İşte salondan çıktığım dakikada “Rogue One en iyi film!” diye çıldırmam bundan kaynaklanıyor. Bi defa hikaye ve işleniş kusursuz, karakterler kusursuz ve hepsi görevini başarıyla yerine getiriyor, savaş sahneleri muhteşem ve kendisinden sonraki hikayedeki bazı soru işaretlerinin üzerine inşa ederek zaten bu efsaneyi yaratmış olan üçlemeye ekstra değer katmış olmasıyla benim beklentilerimi yıkıp geçti film. Ayrıca film başlarken kendi kendime umutsuzca ” Keşke bu filmi de 1977’nin teknolojisiyle çekseler ve biz de kronolojisini daha iyi hissetsek” derken Gareth Edwards “Panpa ben bunu zaten düşündüm” diyerek özellikle dekoru ve çekimleri buna göre dizayn etmiş. Bu da bana orijinal üçlemeyi ilk izlediğimdeki heyecanımı yeniden tattırdı. Açıkçası bizim de filmden aslında umut etmediğimiz fakat beklediğimiz de buydu. Bu meseleye eklememiz gereken bir şey daha var. O dönemin teknolojisiyle doğru dürüst aksiyona giremeden en popüler uzay sineması figürü olmayı başarmış Darth Vader’a da doyuyoruz. (Tabii ki çıplak sahnesini kastediyorum 😀 ) Filmin en zayıf halkası ise yumurta kapıya dayanınca yapılan müzikleri orijinallerin biraz oynanmışı ve çok da özgün olmayan müzikler olarak ikiye ayırabiliriz duyduklarımızı ancak film o kadar iyi gitti ki bunu filmden çıktıktan sonra fark ettim.

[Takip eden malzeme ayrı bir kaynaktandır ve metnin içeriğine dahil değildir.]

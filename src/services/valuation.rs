// src/services/valuation.rs
//
// Builds the valuation table: one shared EURUSD rate per batch, then one
// quote per ticker. A failed quote keeps its row (with absent fields), so
// the batch always comes back in input order and at input length.
use async_trait::async_trait;
use log::warn;
use serde::Serialize;

use crate::models::{Quote, ValuationRow};

pub const EUR_USD_TICKER: &str = "EURUSD=X";

/// Used when the EURUSD=X quote fails or is non-positive.
pub const EUR_USD_FALLBACK: f64 = 1.05;

/// Seam over the quote provider so the failure paths are testable without
/// the network. Implementations must degrade to the empty quote on error.
#[async_trait]
pub trait QuoteSource: Send + Sync {
    async fn quote(&self, ticker: &str) -> Quote;
}

#[derive(Debug, Clone, Default, Serialize)]
pub struct ValuationBatch {
    pub rows: Vec<ValuationRow>,
    /// Tickers whose quote fetch returned nothing, so the UI can badge
    /// them instead of rendering indistinguishable blanks.
    pub failed: Vec<String>,
}

pub async fn enrich_valuations<S: QuoteSource>(source: &S, tickers: &[String]) -> ValuationBatch {
    let rate = shared_eur_usd_rate(source).await;

    let mut batch = ValuationBatch {
        rows: Vec::with_capacity(tickers.len()),
        failed: Vec::new(),
    };
    for ticker in tickers {
        let quote = source.quote(ticker).await;
        if quote.is_empty() {
            warn!("No quote data for {}; emitting empty valuation row", ticker);
            batch.failed.push(ticker.clone());
        }
        batch.rows.push(ValuationRow {
            ticker: ticker.clone(),
            price_eur: convert_price(quote.price, quote.currency.as_deref(), rate),
            trailing_pe: quote.trailing_pe,
        });
    }
    batch
}

/// One EURUSD=X fetch per batch, never per ticker.
async fn shared_eur_usd_rate<S: QuoteSource>(source: &S) -> f64 {
    match source.quote(EUR_USD_TICKER).await.price {
        Some(rate) if rate > 0.0 => rate,
        _ => {
            warn!(
                "EURUSD rate unavailable, falling back to {}",
                EUR_USD_FALLBACK
            );
            EUR_USD_FALLBACK
        }
    }
}

/// Only USD quotes are converted (EURUSD=X is "1 EUR = rate USD", so USD
/// prices divide by the rate). EUR passes through, and any other currency
/// is left unconverted — a known limitation, not a cross-rate engine.
pub fn convert_price(price: Option<f64>, currency: Option<&str>, eur_usd: f64) -> Option<f64> {
    let price = price?;
    match currency {
        Some("USD") => Some(price / eur_usd),
        _ => Some(price),
    }
}
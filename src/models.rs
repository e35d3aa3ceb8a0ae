// src/models.rs
use serde::{Serialize, Deserialize};
use std::collections::BTreeMap;
use chrono::NaiveDate;

/// Sparse date -> value observations at the provider's native frequency.
/// BTreeMap keeps dates sorted, which the aligner relies on.
pub type RawSeries = BTreeMap<NaiveDate, f64>;

/// Point-in-time quote for one ticker. A failed fetch yields all-`None`
/// fields rather than an error, so one bad ticker never aborts a batch.
#[derive(Debug, Clone, Default, Serialize, Deserialize)]
pub struct Quote {
    pub price: Option<f64>,
    pub currency: Option<String>,
    pub trailing_pe: Option<f64>,
}

impl Quote {
    pub fn is_empty(&self) -> bool {
        self.price.is_none() && self.currency.is_none() && self.trailing_pe.is_none()
    }
}

#[derive(Debug, Clone, Serialize, Deserialize)]
pub struct SearchHit {
    pub symbol: String,
    pub name: String,
}

/// One valuation table row. Prices are reported in EUR; `None` means the
/// quote fetch failed or the provider had no figure for the field.
#[derive(Debug, Clone, Serialize, Deserialize)]
pub struct ValuationRow {
    pub ticker: String,
    pub price_eur: Option<f64>,
    pub trailing_pe: Option<f64>,
}

/// Relative change of a column versus its value `periods_back` rows earlier.
#[derive(Debug, Clone, Serialize)]
pub struct TrendMetric {
    pub column: String,
    pub latest: f64,
    pub trend: f64,
    pub periods_back: usize,
}

/// Aggregate reading of the housing/freight leading indicators.
#[derive(Debug, Clone, Copy, PartialEq, Eq, Serialize)]
#[serde(rename_all = "snake_case")]
pub enum CycleSignal {
    Stable,
    Mixed,
    Contraction,
}
// src/routes.rs
use std::convert::Infallible;
use std::sync::Arc;

use log::info;
use warp::reject::Rejection;
use warp::{Filter, Reply};

use crate::handlers::error::ApiError;
use crate::handlers::{
    equities::{get_performance, get_valuations},
    macro_risk::get_macro_overview,
    search::get_search,
};
use crate::state::AppState;

// Map our custom rejections (and warp's own) onto JSON error bodies, so
// the frontend always gets an inline message instead of a dropped session.
async fn handle_rejection(err: Rejection) -> Result<impl Reply, Infallible> {
    let code;
    let message;

    if err.is_not_found() {
        code = warp::http::StatusCode::NOT_FOUND;
        message = "Not Found".to_string();
    } else if let Some(api_error) = err.find::<ApiError>() {
        code = api_error.status();
        message = api_error.message.clone();
    } else if err.find::<warp::reject::InvalidQuery>().is_some() {
        code = warp::http::StatusCode::BAD_REQUEST;
        message = "Invalid query parameters".to_string();
    } else {
        code = warp::http::StatusCode::INTERNAL_SERVER_ERROR;
        message = "Internal Server Error".to_string();
    }

    Ok(warp::reply::with_status(
        warp::reply::json(&serde_json::json!({
            "error": message,
        })),
        code,
    ))
}

pub fn routes(
    state: Arc<AppState>,
) -> impl Filter<Extract = impl Reply, Error = Infallible> + Clone {
    info!("Configuring routes...");

    let state_filter = warp::any().map(move || state.clone());

    let macro_route = warp::path!("api" / "v1" / "macro")
        .and(warp::get())
        .and(state_filter.clone())
        .and_then(get_macro_overview);

    let performance_route = warp::path!("api" / "v1" / "equities" / "performance")
        .and(warp::get())
        .and(warp::query())
        .and(state_filter.clone())
        .and_then(get_performance);

    let valuations_route = warp::path!("api" / "v1" / "equities" / "valuations")
        .and(warp::get())
        .and(warp::query())
        .and(state_filter.clone())
        .and_then(get_valuations);

    let search_route = warp::path!("api" / "v1" / "search")
        .and(warp::get())
        .and(warp::query())
        .and(state_filter.clone())
        .and_then(get_search);

    info!("All routes configured successfully.");

    macro_route
        .or(performance_route)
        .or(valuations_route)
        .or(search_route)
        .recover(handle_rejection)
}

Hepimiz Star Wars ile ilgili hayaller kurmayı çok seviyoruz. Bir türlü içimize sinemeyen Episode 7 hakkında kurduğumuz ve kurmaya devam ettiğimiz yüzlerce komplo bile bunun kanıtı. Ne mutlu ki Gareth Edwards büyük bir Star Wars hayranıymış. Garip bir şekilde sondaki koridor sahnesi kadar hakkı verilmeyen bir Star Destroyerlerin birbirine çarptırılma sahnesi var ki… Daha ne diyebilirim. Kendisi bir Episode 7’nin yaptığını zannedip yapamadığı Star Wars hayranlarını memnun edecek filmi perdeye ulaştırmayı başarmış. Aslında The Force Awakens’a yapılan eleştirilerden biri A New Hope’a benzemesiydi ya Rogue One da aslında hikaye kurgusu olarak yeni bir şey keşfetmiyor. Sadece ne yapması gerektiğini bilen birinin elinden çıkmış. Özellikle Star Wars isminin hiç kullanılmaması, bence de ana hikaye filmlerine has kalması gereken giriş yazısının olmaması ve Star Wars’un alametifarkası sahne geçişlerinin kullanılamaması adeta ana seriye durulan bir saygı duruşudur benim gözümde. Bir ilginç detay ise radikal asliler olarak adlandırabileceğimiz Saw Gerrera önderliğindeki grubun Jedha’daki saldırı esnasında bir tek “Allahuakbar” demesi eksikti.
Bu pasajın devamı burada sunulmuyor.